Incorporation of 8-hydroxyguanosine (8-oxo-7,8-dihydroguanosine) 5'-triphosphate by bacterial and human RNA polymerases

Oxidized RNA precursors formed in the nucleotide pool may be incorporated into RNA. In this study, the incorporation of 8-hydroxyguanosine 5'-triphosphate (8-OH-GTP; 8-oxo-7,8-dihydroguanosine 5'-triphosphate) into RNA by Escherichia coli RNA polymerase was examined in vitro, using a primer RNA and a template DNA with defined sequences. 8-OH-GTP was incorporated opposite C and A in the template DNA. Surprisingly, 8-OH-GTP was quite efficiently incorporated by the bacterial RNA polymerase, in contrast to the incorporation of the 2'-deoxyribo counterpart by DNA polymerases, as indicated by the kinetic parameters.
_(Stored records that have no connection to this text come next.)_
//! Style Cascade & Resolver
//!
//! Computes the cascaded styles for DOM elements by:
//! 1. Matching selectors against elements
//! 2. Sorting by importance, origin, specificity and source order
//! 3. Resolving `inherit`/`initial` and inheriting inherited properties
//!
//! Values are the declared strings; no unit or color computation happens.

use std::cmp::Ordering;
use std::collections::{HashMap, HashSet};

use blaster_dom::{DomTree, NodeId};

use crate::matching::matches_complex;
use crate::selectors::Specificity;
use crate::style::{Declaration, InlineStyle, property_name};
use crate::stylesheet::{Stylesheet, parse_stylesheet};

const UA_STYLESHEET: &str = "
html, body, div, p, h1, h2, h3, h4, h5, h6, ul, ol, dl, dt, dd, form, fieldset, header, footer,
section, article, nav, aside, main, figure, figcaption, blockquote, pre, address, hr, details,
summary, legend { display: block }
li { display: list-item }
table { display: table }
tr { display: table-row }
td, th { display: table-cell }
head, script, style, link, meta, title, template, [hidden] { display: none }
b, strong, th, h1, h2, h3, h4, h5, h6 { font-weight: bold }
i, em, cite, var, dfn, address { font-style: italic }
pre, code, kbd, samp, tt { font-family: monospace }
pre { white-space: pre }
a:link { text-decoration: underline; cursor: pointer }
input, select, textarea, button { display: inline-block }
";

/// Properties whose value flows from parent to child when not declared
const INHERITED: &[&str] = &[
    "color",
    "cursor",
    "direction",
    "font",
    "font-family",
    "font-size",
    "font-style",
    "font-variant",
    "font-weight",
    "letter-spacing",
    "line-height",
    "list-style",
    "list-style-position",
    "list-style-type",
    "quotes",
    "text-align",
    "text-indent",
    "text-transform",
    "visibility",
    "white-space",
    "word-spacing",
];

/// Initial values reported when nothing applies
const INITIAL: &[(&str, &str)] = &[
    ("display", "inline"),
    ("position", "static"),
    ("visibility", "visible"),
    ("float", "none"),
    ("font-style", "normal"),
    ("font-weight", "normal"),
    ("text-decoration", "none"),
    ("white-space", "normal"),
    ("opacity", "1"),
];

fn is_inherited(property: &str) -> bool {
    property.starts_with("--") || INHERITED.contains(&property)
}

fn initial_value(property: &str) -> Option<&'static str> {
    INITIAL.iter().find(|(name, _)| *name == property).map(|(_, value)| *value)
}

/// Origin of a declaration, lowest precedence first
#[derive(Debug, Clone, Copy, PartialEq, Eq, PartialOrd, Ord)]
enum Origin {
    UserAgent,
    Author,
    Inline,
}

struct Candidate<'a> {
    declaration: &'a Declaration,
    origin: Origin,
    specificity: Specificity,
    order: usize,
}

impl Candidate<'_> {
    fn precedence(&self, other: &Self) -> Ordering {
        self.declaration
            .important
            .cmp(&other.declaration.important)
            .then(self.origin.cmp(&other.origin))
            .then(self.specificity.cmp(&other.specificity))
            .then(self.order.cmp(&other.order))
    }
}

/// Cascaded style of one element
#[derive(Debug, Clone, Default, PartialEq, Eq)]
pub struct ComputedStyle {
    properties: HashMap<String, String>,
}

impl ComputedStyle {
    /// Value of a property (CSS or camelCase name), falling back to its
    /// initial value
    pub fn get(&self, name: &str) -> Option<&str> {
        let name = property_name(name);
        self.properties
            .get(&name)
            .map(String::as_str)
            .or_else(|| initial_value(&name))
    }

    /// Was a value declared or inherited (no initial fallback)?
    pub fn contains(&self, name: &str) -> bool {
        self.properties.contains_key(&property_name(name))
    }

    pub fn len(&self) -> usize {
        self.properties.len()
    }

    pub fn is_empty(&self) -> bool {
        self.properties.is_empty()
    }

    pub fn iter(&self) -> impl Iterator<Item = (&str, &str)> {
        self.properties.iter().map(|(k, v)| (k.as_str(), v.as_str()))
    }
}

/// Style resolver - computes styles for DOM elements
#[derive(Debug, Clone)]
pub struct StyleResolver {
    /// User agent stylesheet (browser defaults)
    ua_styles: Stylesheet,
    /// Author stylesheets (page CSS)
    author_styles: Vec<Stylesheet>,
}

impl StyleResolver {
    pub fn new() -> Self {
        Self {
            ua_styles: parse_stylesheet(UA_STYLESHEET),
            author_styles: Vec::new(),
        }
    }

    /// Resolver with every `<style>` element of `tree` as an author sheet
    pub fn for_tree(tree: &DomTree) -> Self {
        let mut resolver = Self::new();
        for node in tree.descendant_elements(tree.root()) {
            if tree.tag_name(node) == Some("style") {
                resolver.add_stylesheet(parse_stylesheet(&tree.text_content(node)));
            }
        }
        tracing::debug!(sheets = resolver.author_styles.len(), "collected author stylesheets");
        resolver
    }

    /// Add an author stylesheet
    pub fn add_stylesheet(&mut self, stylesheet: Stylesheet) {
        self.author_styles.push(stylesheet);
    }

    /// Compute styles for an element
    pub fn compute_style(&self, tree: &DomTree, node: NodeId) -> ComputedStyle {
        let parent = tree
            .parent_element(node)
            .map(|p| self.compute_style(tree, p))
            .unwrap_or_default();
        self.compute_with_parent(tree, node, &parent)
    }

    fn compute_with_parent(&self, tree: &DomTree, node: NodeId, parent: &ComputedStyle) -> ComputedStyle {
        let mut style = ComputedStyle::default();
        if !tree.is_element(node) {
            return style;
        }

        let inline = tree.attr(node, "style").map(InlineStyle::parse).unwrap_or_default();
        let mut candidates = Vec::new();
        let mut order = 0;

        self.collect_matches(tree, node, &self.ua_styles, Origin::UserAgent, &mut order, &mut candidates);
        for stylesheet in &self.author_styles {
            self.collect_matches(tree, node, stylesheet, Origin::Author, &mut order, &mut candidates);
        }
        for declaration in inline.iter() {
            order += 1;
            candidates.push(Candidate {
                declaration,
                origin: Origin::Inline,
                specificity: Specificity::default(),
                order,
            });
        }

        candidates.sort_by(|a, b| a.precedence(b));

        // Properties explicitly reset to their initial value do not inherit
        let mut reset: HashSet<&str> = HashSet::new();

        // Apply declarations in order
        for candidate in candidates {
            let Declaration { property, value, .. } = candidate.declaration;
            let keyword = value.to_ascii_lowercase();
            let inherit = match keyword.as_str() {
                "inherit" => true,
                "unset" | "revert" => is_inherited(property),
                "initial" => false,
                _ => {
                    reset.remove(property.as_str());
                    style.properties.insert(property.clone(), value.clone());
                    continue;
                }
            };
            match parent.properties.get(property).filter(|_| inherit) {
                Some(inherited) => {
                    reset.remove(property.as_str());
                    style.properties.insert(property.clone(), inherited.clone());
                }
                None => {
                    reset.insert(property.as_str());
                    style.properties.remove(property);
                }
            }
        }

        for (property, value) in &parent.properties {
            if is_inherited(property) && !reset.contains(property.as_str()) && !style.properties.contains_key(property) {
                style.properties.insert(property.clone(), value.clone());
            }
        }

        style
    }

    fn collect_matches<'a>(
        &self,
        tree: &DomTree,
        node: NodeId,
        stylesheet: &'a Stylesheet,
        origin: Origin,
        order: &mut usize,
        candidates: &mut Vec<Candidate<'a>>,
    ) {
        for rule in &stylesheet.rules {
            *order += 1;
            let specificity = rule
                .selectors
                .0
                .iter()
                .filter(|complex| matches_complex(tree, node, complex))
                .map(|complex| complex.specificity())
                .max();
            let Some(specificity) = specificity else {
                continue;
            };
            for declaration in &rule.declarations {
                candidates.push(Candidate {
                    declaration,
                    origin,
                    specificity,
                    order: *order,
                });
            }
        }
    }
}

impl Default for StyleResolver {
    fn default() -> Self {
        Self::new()
    }
}

#[cfg(test)]
mod tests {
    use super::*;

    fn add(tree: &mut DomTree, parent: NodeId, tag: &str, attrs: &[(&str, &str)]) -> NodeId {
        let id = tree.create_element(tag);
        for (name, value) in attrs {
            tree.set_attr(id, name, *value).unwrap();
        }
        tree.append_child(parent, id).unwrap();
        id
    }

    #[test]
    fn test_ua_defaults() {
        let mut tree = DomTree::new();
        let root = tree.root();
        let div = add(&mut tree, root, "div", &[]);
        let span = add(&mut tree, div, "span", &[]);
        let head = add(&mut tree, root, "head", &[]);

        let resolver = StyleResolver::new();
        assert_eq!(resolver.compute_style(&tree, div).get("display"), Some("block"));
        assert_eq!(resolver.compute_style(&tree, span).get("display"), Some("inline"));
        assert_eq!(resolver.compute_style(&tree, head).get("display"), Some("none"));
    }

    #[test]
    fn test_specificity_and_order() {
        let mut tree = DomTree::new();
        let root = tree.root();
        let p = add(&mut tree, root, "p", &[("id", "x"), ("class", "note")]);

        let mut resolver = StyleResolver::new();
        resolver.add_stylesheet(parse_stylesheet("#x { color: red } .note { color: blue } p { color: green }"));
        assert_eq!(resolver.compute_style(&tree, p).get("color"), Some("red"));

        resolver.add_stylesheet(parse_stylesheet("p { color: teal !important }"));
        assert_eq!(resolver.compute_style(&tree, p).get("color"), Some("teal"));
    }

    #[test]
    fn test_inline_beats_author() {
        let mut tree = DomTree::new();
        let root = tree.root();
        let p = add(&mut tree, root, "p", &[("id", "x"), ("style", "backgroundColor: red")]);
        let mut resolver = StyleResolver::new();
        resolver.add_stylesheet(parse_stylesheet("#x { background-color: blue }"));
        assert_eq!(resolver.compute_style(&tree, p).get("backgroundColor"), Some("red"));
    }

    #[test]
    fn test_inheritance() {
        let mut tree = DomTree::new();
        let root = tree.root();
        let div = add(&mut tree, root, "div", &[("style", "color: red; border: 1px solid")]);
        let span = add(&mut tree, div, "span", &[("style", "border: inherit")]);
        let em = add(&mut tree, span, "em", &[("style", "color: initial")]);

        let resolver = StyleResolver::new();
        let span_style = resolver.compute_style(&tree, span);
        assert_eq!(span_style.get("color"), Some("red"));
        assert_eq!(span_style.get("border"), Some("1px solid"));
        assert_eq!(resolver.compute_style(&tree, em).get("color"), None);
    }

    #[test]
    fn test_style_elements_collected() {
        let mut tree = DomTree::new();
        let root = tree.root();
        let style = add(&mut tree, root, "style", &[]);
        tree.set_text_content(style, "p { margin: 4px }").unwrap();
        let p = add(&mut tree, root, "p", &[]);

        let resolver = StyleResolver::for_tree(&tree);
        assert_eq!(resolver.compute_style(&tree, p).get("margin"), Some("4px"));
    }
}
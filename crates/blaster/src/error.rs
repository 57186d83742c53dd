//! Selection-layer errors

use blaster_css::CssError;
use blaster_dom::DomError;
use blaster_html::ParseError;

use crate::ExtensionModule;

/// Result type for extension calls
pub type BlasterResult<T> = Result<T, BlasterError>;

/// Errors raised by the registry and the built-in extensions
#[derive(Debug, thiserror::Error)]
pub enum BlasterError {
    /// An argument had a shape the operation refuses to coerce
    #[error("Invalid argument: {0}")]
    InvalidArgument(String),

    /// A module was loaded before the module it builds on
    #[error("Module '{module}' requires module '{requires}' to be loaded first")]
    MissingDependency {
        module: ExtensionModule,
        requires: ExtensionModule,
    },

    /// No extension is registered under this name
    #[error("Unknown extension: {0}")]
    UnknownExtension(String),

    #[error(transparent)]
    Dom(#[from] DomError),

    #[error(transparent)]
    Css(#[from] CssError),

    #[error(transparent)]
    Html(#[from] ParseError),

    #[error("Failed to parse configuration: {0}")]
    ConfigParse(#[from] toml::de::Error),
}
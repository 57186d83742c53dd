//! Document - High-level document API

use crate::{DomResult, DomTree, EventListeners, NodeId};

/// HTML Document
#[derive(Debug)]
pub struct Document {
    /// The DOM tree
    tree: DomTree,
    /// Document URL
    url: String,
    /// Cached reference to <html> element
    html_element: NodeId,
    /// Cached reference to <head> element
    head_element: NodeId,
    /// Cached reference to <body> element
    body_element: NodeId,
    /// Registered event listeners
    pub(crate) listeners: EventListeners,
}

impl Document {
    /// Create a new document with an html/head/body skeleton
    pub fn new(url: &str) -> Self {
        let mut document = Self::empty(url);
        let tree = &mut document.tree;

        let html = tree.create_element("html");
        let head = tree.create_element("head");
        let body = tree.create_element("body");

        // Freshly created container elements cannot violate the hierarchy
        let _ = tree.append_child(NodeId::ROOT, html);
        let _ = tree.append_child(html, head);
        let _ = tree.append_child(html, body);

        document.html_element = html;
        document.head_element = head;
        document.body_element = body;
        document
    }

    /// Create an empty document (no structure)
    pub fn empty(url: &str) -> Self {
        Self {
            tree: DomTree::new(),
            url: url.to_string(),
            html_element: NodeId::NONE,
            head_element: NodeId::NONE,
            body_element: NodeId::NONE,
            listeners: EventListeners::default(),
        }
    }

    /// Locate the html/head/body elements after the tree was built externally
    pub fn finalize(&mut self) {
        let tree = &self.tree;
        let html = tree
            .element_children(tree.root())
            .into_iter()
            .find(|&id| tree.tag_name(id) == Some("html"));

        let (mut head, mut body) = (None, None);
        if let Some(html) = html {
            for child in tree.element_children(html) {
                match tree.tag_name(child) {
                    Some("head") if head.is_none() => head = Some(child),
                    Some("body") if body.is_none() => body = Some(child),
                    _ => {}
                }
            }
        }

        self.html_element = html.unwrap_or(NodeId::NONE);
        self.head_element = head.unwrap_or(NodeId::NONE);
        self.body_element = body.unwrap_or(NodeId::NONE);
        tracing::trace!(
            html = %self.html_element,
            head = %self.head_element,
            body = %self.body_element,
            "document finalized"
        );
    }

    /// Get document URL
    pub fn url(&self) -> &str {
        &self.url
    }

    /// Get document title
    pub fn title(&self) -> String {
        self.get_elements_by_tag_name("title")
            .first()
            .map(|&t| self.tree.text_content(t).trim().to_string())
            .unwrap_or_default()
    }

    /// Document node
    pub fn root(&self) -> NodeId {
        self.tree.root()
    }

    /// Get <html> element
    pub fn document_element(&self) -> Option<NodeId> {
        self.html_element.option()
    }

    /// Get <head> element
    pub fn head(&self) -> Option<NodeId> {
        self.head_element.option()
    }

    /// Get <body> element
    pub fn body(&self) -> Option<NodeId> {
        self.body_element.option()
    }

    /// First attached element with the given id
    pub fn get_element_by_id(&self, id: &str) -> Option<NodeId> {
        if id.is_empty() {
            return None;
        }
        self.all_elements()
            .into_iter()
            .find(|&n| self.tree.element(n).and_then(|e| e.id()) == Some(id))
    }

    /// Elements whose `name` attribute equals `name`
    pub fn get_elements_by_name(&self, name: &str) -> Vec<NodeId> {
        self.all_elements()
            .into_iter()
            .filter(|&n| self.tree.attr(n, "name") == Some(name))
            .collect()
    }

    /// Elements with the given tag name (`*` for all)
    pub fn get_elements_by_tag_name(&self, tag: &str) -> Vec<NodeId> {
        let elements = self.all_elements();
        if tag == "*" {
            return elements;
        }
        let tag = tag.to_ascii_lowercase();
        elements
            .into_iter()
            .filter(|&n| self.tree.tag_name(n) == Some(tag.as_str()))
            .collect()
    }

    /// Elements carrying every class of a space-separated list
    pub fn get_elements_by_class_name(&self, classes: &str) -> Vec<NodeId> {
        let wanted: Vec<&str> = classes.split_whitespace().collect();
        if wanted.is_empty() {
            return Vec::new();
        }
        self.all_elements()
            .into_iter()
            .filter(|&n| {
                self.tree
                    .element(n)
                    .is_some_and(|e| wanted.iter().all(|c| e.has_class(c)))
            })
            .collect()
    }

    /// Create a detached element owned by this document
    pub fn create_element(&mut self, tag: &str) -> NodeId {
        self.tree.create_element(tag)
    }

    /// Create a detached text node owned by this document
    pub fn create_text(&mut self, text: &str) -> NodeId {
        self.tree.create_text(text)
    }

    /// Append a node, moving it when already attached
    pub fn append_child(&mut self, parent: NodeId, child: NodeId) -> DomResult<()> {
        self.tree.append_child(parent, child)
    }

    /// Access the DOM tree
    pub fn tree(&self) -> &DomTree {
        &self.tree
    }

    /// Access the DOM tree mutably
    pub fn tree_mut(&mut self) -> &mut DomTree {
        &mut self.tree
    }

    /// Registered event listeners
    pub fn listeners(&self) -> &EventListeners {
        &self.listeners
    }

    fn all_elements(&self) -> Vec<NodeId> {
        self.tree.descendant_elements(self.tree.root())
    }
}

impl Default for Document {
    fn default() -> Self {
        Self::new("about:blank")
    }
}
The primer was further extended by the addition of a ribonucleotide complementary to the nucleobase adjacent to C or A (the nucleobase opposite which 8-OH-GTP was inserted). Thus, the incorporation of 8-OH-GTP did not completely inhibit further RNA chain elongation. 8-OH-GTP was also incorporated opposite C and A by human RNA polymerase II. These results suggest that 8-OH-GTP in the nucleotide pool can cause the formation of oxidized RNA and disturb the transmittance of genetic information.